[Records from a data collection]
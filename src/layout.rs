//! Layout selection for posts.
//!
//! Every post renders with one of two layouts:
//!
//! - [`LayoutKind::Default`]: title, formatted date, and the markdown body.
//! - [`LayoutKind::Gallery`]: the post's images edge to edge, no prose.
//!
//! The layout is a field on each entry, declared in front matter:
//!
//! ```toml
//! +++
//! title = "Binary Objections"
//! date = "3-14-2020"
//! layout = "gallery"
//! +++
//! ```
//!
//! Posts that do not declare one fall back to a title match against
//! `[layout] gallery_titles` when the content is scanned. Rendering only ever
//! reads the stored field.

use serde::{Deserialize, Serialize};
use std::fmt;

/// The title that historically switched a post to the gallery layout.
pub const BINARY_OBJECTIONS_TITLE: &str = "Binary Objections";

#[derive(Debug, Clone, Copy, PartialEq, Eq, Default, Serialize, Deserialize)]
#[serde(rename_all = "lowercase")]
pub enum LayoutKind {
    #[default]
    Default,
    Gallery,
}

impl LayoutKind {
    pub fn as_str(self) -> &'static str {
        match self {
            LayoutKind::Default => "default",
            LayoutKind::Gallery => "gallery",
        }
    }
}

impl fmt::Display for LayoutKind {
    fn fmt(&self, f: &mut fmt::Formatter<'_>) -> fmt::Result {
        f.write_str(self.as_str())
    }
}

/// Pick a layout from a post title alone, using the stock reserved titles.
pub fn select_layout(title: &str) -> LayoutKind {
    LayoutConfig::default().select(title)
}

/// `[layout]` config section.
#[derive(Debug, Clone, Serialize, Deserialize)]
#[serde(default, deny_unknown_fields)]
pub struct LayoutConfig {
    /// Exact titles that imply the gallery layout when none is declared.
    pub gallery_titles: Vec<String>,
}

impl Default for LayoutConfig {
    fn default() -> Self {
        Self {
            gallery_titles: vec![BINARY_OBJECTIONS_TITLE.to_string()],
        }
    }
}

impl LayoutConfig {
    /// Exact, case-sensitive match against the reserved titles.
    pub fn select(&self, title: &str) -> LayoutKind {
        if self.gallery_titles.iter().any(|t| t == title) {
            LayoutKind::Gallery
        } else {
            LayoutKind::Default
        }
    }

    /// A declared layout wins; otherwise fall back to the title match.
    pub fn resolve(&self, declared: Option<LayoutKind>, title: &str) -> LayoutKind {
        declared.unwrap_or_else(|| self.select(title))
    }
}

_PROBLEM TO SOLVE:_ Reproduce all the records. Keep them exact, please.

_EXERCISE RESPONSE:_
filename src/layout.rs
//! Layout selection for posts.
//!
//! Every post renders with one of two layouts:
//!
//! - [`LayoutKind::Default`]: title, formatted date, and the markdown body.
//! - [`LayoutKind::Gallery`]: the post's images edge to edge, no prose.
//!
//! The layout is a field on each entry, declared in front matter:
//!
//! ```toml
//! +++
//! title = "Binary Objections"
//! date = "3-14-2020"
//! layout = "gallery"
//! +++
//! ```
//!
//! Posts that do not declare one fall back to a title match against
//! `[layout] gallery_titles` when the content is scanned. Rendering only ever
//! reads the stored field.

use serde::{Deserialize, Serialize};
use std::fmt;

/// The title that historically switched a post to the gallery layout.
pub const BINARY_OBJECTIONS_TITLE: &str = "Binary Objections";

#[derive(Debug, Clone, Copy, PartialEq, Eq, Default, Serialize, Deserialize)]
#[serde(rename_all = "lowercase")]
pub enum LayoutKind {
    #[default]
    Default,
    Gallery,
}

impl LayoutKind {
    pub fn as_str(self) -> &'static str {
        match self {
            LayoutKind::Default => "default",
            LayoutKind::Gallery => "gallery",
        }
    }
}

impl fmt::Display for LayoutKind {
    fn fmt(&self, f: &mut fmt::Formatter<'_>) -> fmt::Result {
        f.write_str(self.as_str())
    }
}

/// Pick a layout from a post title alone, using the stock reserved titles.
pub fn select_layout(title: &str) -> LayoutKind {
    LayoutConfig::default().select(title)
}

/// `[layout]` config section.
#[derive(Debug, Clone, Serialize, Deserialize)]
#[serde(default, deny_unknown_fields)]
pub struct LayoutConfig {
    /// Exact titles that imply the gallery layout when none is declared.
    pub gallery_titles: Vec<String>,
}

impl Default for LayoutConfig {
    fn default() -> Self {
        Self {
            gallery_titles: vec![BINARY_OBJECTIONS_TITLE.to_string()],
        }
    }
}

impl LayoutConfig {
    /// Exact, case-sensitive match against the reserved titles.
    pub fn select(&self, title: &str) -> LayoutKind {
        if self.gallery_titles.iter().any(|t| t == title) {
            LayoutKind::Gallery
        } else {
            LayoutKind::Default
        }
    }

    /// A declared layout wins; otherwise fall back to the title match.
    pub fn resolve(&self, declared: Option<LayoutKind>, title: &str) -> LayoutKind {
        declared.unwrap_or_else(|| self.select(title))
    }
}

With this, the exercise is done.